_Task instructions:_
Pull every line containing "inclusive" from the data.

_Excerpted data:_
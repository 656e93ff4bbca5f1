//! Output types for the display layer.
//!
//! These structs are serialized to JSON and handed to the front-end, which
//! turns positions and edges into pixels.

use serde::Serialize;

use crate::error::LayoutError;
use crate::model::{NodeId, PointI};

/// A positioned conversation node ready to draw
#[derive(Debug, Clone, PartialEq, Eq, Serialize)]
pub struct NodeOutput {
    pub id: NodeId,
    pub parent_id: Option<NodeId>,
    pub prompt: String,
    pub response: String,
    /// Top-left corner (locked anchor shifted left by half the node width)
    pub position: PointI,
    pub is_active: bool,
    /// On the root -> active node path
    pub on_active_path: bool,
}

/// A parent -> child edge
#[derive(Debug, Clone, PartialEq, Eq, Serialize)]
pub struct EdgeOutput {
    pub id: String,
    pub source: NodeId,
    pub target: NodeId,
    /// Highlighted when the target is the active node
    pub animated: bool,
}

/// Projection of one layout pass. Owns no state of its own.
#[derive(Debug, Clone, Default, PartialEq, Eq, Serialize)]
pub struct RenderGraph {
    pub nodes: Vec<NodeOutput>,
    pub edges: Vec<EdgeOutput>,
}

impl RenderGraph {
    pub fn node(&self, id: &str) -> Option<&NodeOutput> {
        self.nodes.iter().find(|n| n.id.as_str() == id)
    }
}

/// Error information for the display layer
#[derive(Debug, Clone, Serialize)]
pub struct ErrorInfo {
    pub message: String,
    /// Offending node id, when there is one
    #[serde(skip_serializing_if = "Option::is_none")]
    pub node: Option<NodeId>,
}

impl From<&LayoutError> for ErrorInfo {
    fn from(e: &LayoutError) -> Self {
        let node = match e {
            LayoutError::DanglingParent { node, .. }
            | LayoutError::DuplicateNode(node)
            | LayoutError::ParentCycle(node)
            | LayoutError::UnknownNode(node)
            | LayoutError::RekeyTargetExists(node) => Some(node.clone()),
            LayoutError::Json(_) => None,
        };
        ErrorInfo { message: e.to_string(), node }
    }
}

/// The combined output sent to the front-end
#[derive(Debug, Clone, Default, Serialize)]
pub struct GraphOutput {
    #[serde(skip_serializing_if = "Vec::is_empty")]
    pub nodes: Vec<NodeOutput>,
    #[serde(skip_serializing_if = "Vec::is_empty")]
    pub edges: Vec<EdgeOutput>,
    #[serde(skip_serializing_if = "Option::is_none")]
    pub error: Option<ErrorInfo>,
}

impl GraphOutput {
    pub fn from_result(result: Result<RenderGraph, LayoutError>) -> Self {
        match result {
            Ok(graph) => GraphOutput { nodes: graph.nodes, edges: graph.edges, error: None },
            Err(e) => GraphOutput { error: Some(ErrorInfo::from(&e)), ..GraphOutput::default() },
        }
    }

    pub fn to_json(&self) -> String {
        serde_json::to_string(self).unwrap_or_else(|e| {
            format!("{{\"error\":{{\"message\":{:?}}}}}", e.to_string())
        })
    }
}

---

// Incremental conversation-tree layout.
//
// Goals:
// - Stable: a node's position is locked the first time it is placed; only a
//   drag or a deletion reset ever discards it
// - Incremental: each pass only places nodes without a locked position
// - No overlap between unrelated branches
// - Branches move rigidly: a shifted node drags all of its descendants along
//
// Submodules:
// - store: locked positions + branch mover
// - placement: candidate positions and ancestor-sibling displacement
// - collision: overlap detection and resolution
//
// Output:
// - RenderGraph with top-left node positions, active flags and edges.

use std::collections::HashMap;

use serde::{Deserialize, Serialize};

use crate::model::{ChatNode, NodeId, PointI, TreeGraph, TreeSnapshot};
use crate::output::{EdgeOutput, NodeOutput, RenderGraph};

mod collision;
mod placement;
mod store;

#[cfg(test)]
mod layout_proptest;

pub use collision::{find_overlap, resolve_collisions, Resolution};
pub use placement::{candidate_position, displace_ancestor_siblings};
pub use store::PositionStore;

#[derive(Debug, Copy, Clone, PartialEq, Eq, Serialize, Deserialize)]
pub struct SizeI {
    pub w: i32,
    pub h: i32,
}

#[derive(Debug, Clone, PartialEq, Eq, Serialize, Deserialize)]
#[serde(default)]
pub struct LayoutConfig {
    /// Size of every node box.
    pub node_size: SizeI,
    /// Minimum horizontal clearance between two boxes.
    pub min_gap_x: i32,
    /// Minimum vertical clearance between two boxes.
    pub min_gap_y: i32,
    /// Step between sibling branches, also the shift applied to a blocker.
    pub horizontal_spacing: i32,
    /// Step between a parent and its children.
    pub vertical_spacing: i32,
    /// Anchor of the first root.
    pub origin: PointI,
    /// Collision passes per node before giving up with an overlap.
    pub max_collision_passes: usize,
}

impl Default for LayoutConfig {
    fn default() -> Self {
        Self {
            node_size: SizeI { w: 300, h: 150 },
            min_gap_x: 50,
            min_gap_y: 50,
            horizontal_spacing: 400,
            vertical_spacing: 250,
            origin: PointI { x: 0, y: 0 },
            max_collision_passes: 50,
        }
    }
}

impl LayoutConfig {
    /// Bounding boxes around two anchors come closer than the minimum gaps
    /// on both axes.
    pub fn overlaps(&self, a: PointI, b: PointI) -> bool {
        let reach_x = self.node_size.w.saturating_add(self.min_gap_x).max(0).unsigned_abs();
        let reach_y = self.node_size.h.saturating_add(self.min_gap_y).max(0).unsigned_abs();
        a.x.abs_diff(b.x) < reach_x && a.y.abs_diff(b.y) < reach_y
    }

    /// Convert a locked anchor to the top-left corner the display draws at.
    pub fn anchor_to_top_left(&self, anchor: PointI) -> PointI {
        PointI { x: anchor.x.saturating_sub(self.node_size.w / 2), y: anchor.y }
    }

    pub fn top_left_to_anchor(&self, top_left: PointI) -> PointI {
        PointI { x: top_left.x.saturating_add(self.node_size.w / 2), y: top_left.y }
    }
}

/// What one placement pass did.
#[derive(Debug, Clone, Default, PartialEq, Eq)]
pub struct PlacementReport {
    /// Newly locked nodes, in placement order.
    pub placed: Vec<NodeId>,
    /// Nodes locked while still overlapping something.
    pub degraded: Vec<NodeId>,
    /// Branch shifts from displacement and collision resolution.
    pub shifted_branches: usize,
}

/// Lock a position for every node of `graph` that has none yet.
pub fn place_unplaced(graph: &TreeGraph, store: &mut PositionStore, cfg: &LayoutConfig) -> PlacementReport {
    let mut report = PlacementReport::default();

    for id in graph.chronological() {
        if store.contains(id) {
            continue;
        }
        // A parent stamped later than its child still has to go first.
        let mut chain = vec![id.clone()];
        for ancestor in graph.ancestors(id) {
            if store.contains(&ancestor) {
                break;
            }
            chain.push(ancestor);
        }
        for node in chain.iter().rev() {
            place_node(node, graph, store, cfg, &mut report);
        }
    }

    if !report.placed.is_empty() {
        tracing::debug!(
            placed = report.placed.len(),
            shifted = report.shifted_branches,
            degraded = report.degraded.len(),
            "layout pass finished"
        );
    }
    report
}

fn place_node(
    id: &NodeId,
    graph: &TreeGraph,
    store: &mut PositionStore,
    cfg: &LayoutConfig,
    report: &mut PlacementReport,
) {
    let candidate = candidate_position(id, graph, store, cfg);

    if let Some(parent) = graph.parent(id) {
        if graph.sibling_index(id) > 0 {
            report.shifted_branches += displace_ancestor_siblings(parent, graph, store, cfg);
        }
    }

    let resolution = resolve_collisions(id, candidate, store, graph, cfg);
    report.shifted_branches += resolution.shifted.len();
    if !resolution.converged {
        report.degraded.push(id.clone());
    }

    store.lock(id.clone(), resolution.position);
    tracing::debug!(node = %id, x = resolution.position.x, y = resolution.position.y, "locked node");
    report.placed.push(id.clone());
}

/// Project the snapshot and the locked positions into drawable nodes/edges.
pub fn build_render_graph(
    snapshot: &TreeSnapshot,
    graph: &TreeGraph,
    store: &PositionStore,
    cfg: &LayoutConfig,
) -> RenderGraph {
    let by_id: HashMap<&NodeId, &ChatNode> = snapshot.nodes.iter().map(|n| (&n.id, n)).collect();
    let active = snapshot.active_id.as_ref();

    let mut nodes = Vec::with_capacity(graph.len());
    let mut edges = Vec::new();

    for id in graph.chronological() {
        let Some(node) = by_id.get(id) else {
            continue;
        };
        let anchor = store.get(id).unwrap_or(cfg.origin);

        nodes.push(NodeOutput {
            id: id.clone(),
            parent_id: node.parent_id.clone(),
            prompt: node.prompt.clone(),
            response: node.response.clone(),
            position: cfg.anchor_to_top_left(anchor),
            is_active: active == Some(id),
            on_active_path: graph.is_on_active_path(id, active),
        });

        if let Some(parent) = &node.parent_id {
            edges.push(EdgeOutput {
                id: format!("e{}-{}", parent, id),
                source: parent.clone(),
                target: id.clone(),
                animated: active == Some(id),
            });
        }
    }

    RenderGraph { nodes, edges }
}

---

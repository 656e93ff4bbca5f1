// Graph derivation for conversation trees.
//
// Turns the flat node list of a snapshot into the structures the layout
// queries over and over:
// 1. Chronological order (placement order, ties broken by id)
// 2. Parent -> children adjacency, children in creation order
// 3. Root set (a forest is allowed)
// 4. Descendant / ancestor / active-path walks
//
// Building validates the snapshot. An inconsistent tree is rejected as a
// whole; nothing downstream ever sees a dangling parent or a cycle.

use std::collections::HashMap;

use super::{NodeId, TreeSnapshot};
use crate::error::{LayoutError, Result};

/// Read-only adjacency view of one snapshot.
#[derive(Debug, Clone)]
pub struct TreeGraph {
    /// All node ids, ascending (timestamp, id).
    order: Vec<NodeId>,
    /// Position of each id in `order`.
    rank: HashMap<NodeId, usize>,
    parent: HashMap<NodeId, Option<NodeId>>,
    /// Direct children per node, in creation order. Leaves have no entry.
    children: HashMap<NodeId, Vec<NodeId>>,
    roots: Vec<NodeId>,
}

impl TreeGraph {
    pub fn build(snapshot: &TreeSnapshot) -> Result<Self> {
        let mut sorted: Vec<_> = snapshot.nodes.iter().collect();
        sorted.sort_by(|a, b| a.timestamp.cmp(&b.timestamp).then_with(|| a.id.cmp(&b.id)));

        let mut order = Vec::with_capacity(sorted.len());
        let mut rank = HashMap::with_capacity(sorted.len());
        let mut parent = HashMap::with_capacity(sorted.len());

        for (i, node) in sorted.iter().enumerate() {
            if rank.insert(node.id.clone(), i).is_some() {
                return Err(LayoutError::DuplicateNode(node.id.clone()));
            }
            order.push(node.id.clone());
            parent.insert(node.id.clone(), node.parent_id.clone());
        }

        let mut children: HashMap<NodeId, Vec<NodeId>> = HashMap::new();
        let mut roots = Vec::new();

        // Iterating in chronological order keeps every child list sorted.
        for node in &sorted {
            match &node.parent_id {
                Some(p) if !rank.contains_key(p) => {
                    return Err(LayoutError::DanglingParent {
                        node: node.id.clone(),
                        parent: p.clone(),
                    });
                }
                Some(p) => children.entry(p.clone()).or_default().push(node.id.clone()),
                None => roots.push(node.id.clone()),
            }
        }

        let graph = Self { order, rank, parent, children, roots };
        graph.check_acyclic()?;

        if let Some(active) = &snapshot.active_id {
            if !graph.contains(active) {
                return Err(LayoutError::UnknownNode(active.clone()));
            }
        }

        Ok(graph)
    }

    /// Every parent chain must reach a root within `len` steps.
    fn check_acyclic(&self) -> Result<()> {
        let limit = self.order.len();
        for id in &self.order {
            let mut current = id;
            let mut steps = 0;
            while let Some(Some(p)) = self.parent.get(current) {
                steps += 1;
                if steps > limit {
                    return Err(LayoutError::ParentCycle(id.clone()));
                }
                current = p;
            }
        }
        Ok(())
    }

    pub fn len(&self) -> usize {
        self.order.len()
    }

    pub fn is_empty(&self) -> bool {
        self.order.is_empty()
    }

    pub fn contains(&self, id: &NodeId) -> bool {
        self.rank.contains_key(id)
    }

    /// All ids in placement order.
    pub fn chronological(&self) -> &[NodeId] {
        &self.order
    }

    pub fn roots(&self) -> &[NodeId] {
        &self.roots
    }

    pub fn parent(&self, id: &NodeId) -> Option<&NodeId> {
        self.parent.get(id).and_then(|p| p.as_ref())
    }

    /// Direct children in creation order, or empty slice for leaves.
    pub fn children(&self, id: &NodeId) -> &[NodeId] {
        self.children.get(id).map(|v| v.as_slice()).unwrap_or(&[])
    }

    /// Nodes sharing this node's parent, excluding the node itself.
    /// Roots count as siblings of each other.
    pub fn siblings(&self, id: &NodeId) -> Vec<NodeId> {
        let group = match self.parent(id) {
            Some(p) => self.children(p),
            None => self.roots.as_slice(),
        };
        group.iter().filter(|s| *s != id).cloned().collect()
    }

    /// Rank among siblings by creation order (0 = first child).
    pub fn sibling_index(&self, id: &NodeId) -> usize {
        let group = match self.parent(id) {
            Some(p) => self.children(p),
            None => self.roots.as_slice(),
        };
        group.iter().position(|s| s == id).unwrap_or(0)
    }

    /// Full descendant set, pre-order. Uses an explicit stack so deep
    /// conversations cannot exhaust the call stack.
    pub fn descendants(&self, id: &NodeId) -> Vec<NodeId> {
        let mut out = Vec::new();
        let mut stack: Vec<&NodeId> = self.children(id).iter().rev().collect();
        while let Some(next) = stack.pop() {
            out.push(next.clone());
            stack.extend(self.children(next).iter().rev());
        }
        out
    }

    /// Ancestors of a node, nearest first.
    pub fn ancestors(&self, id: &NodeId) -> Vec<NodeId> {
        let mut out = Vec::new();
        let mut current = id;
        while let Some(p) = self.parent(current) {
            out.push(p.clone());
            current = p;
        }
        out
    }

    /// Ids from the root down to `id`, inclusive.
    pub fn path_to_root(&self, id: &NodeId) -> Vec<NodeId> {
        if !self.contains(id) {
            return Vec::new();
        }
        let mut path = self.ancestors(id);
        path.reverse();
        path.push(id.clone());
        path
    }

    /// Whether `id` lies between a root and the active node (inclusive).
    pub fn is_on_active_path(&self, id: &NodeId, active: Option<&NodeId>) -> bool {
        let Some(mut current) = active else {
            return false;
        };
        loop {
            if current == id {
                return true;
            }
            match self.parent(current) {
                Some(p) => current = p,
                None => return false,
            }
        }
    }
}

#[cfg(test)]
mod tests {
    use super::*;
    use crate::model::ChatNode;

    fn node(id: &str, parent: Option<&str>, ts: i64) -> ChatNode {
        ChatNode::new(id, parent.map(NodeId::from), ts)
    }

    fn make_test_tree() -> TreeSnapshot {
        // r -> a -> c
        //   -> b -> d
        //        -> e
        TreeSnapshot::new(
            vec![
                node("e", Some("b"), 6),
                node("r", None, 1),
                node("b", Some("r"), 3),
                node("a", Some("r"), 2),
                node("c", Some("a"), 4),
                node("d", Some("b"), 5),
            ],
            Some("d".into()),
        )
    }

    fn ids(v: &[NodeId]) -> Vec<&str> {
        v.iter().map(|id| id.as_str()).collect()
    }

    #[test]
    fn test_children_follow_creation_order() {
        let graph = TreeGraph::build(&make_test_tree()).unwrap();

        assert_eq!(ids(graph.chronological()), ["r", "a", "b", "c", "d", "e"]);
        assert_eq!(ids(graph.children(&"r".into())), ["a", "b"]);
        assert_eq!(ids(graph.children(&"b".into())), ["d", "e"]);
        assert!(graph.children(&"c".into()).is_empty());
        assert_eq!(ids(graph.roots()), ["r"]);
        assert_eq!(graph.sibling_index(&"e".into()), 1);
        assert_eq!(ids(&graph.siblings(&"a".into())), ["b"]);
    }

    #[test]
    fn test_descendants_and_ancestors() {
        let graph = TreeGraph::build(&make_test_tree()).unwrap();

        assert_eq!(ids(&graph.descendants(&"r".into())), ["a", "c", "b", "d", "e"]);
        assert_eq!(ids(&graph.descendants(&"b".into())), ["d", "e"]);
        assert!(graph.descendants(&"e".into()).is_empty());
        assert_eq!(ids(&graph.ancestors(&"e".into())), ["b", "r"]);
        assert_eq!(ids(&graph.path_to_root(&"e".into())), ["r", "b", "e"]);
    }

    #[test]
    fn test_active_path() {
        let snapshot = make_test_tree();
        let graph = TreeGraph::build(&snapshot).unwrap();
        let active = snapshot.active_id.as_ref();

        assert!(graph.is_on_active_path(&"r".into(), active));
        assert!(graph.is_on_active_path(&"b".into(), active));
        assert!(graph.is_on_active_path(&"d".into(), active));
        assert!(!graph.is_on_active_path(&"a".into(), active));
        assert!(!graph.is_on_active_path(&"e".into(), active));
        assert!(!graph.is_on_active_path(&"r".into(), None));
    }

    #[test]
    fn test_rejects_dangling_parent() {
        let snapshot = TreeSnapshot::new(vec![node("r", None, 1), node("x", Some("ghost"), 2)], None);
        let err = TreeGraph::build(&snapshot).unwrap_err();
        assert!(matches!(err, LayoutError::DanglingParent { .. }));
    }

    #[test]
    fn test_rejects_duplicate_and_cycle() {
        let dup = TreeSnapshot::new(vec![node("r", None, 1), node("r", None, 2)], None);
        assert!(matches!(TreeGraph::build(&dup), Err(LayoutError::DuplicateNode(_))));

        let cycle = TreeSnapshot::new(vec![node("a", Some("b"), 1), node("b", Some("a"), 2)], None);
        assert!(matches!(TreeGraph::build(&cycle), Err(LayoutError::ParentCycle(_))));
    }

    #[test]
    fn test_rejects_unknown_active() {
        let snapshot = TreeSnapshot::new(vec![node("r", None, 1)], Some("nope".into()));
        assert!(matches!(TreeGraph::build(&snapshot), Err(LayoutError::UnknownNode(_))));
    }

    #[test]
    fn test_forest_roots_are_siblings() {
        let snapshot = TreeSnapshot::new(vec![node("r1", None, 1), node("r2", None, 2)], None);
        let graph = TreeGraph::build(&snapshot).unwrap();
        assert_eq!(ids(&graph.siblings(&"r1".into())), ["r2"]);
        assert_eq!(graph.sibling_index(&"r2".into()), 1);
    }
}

_The completed task:_
    /// Ids from the root down to `id`, inclusive.
    /// Whether `id` lies between a root and the active node (inclusive).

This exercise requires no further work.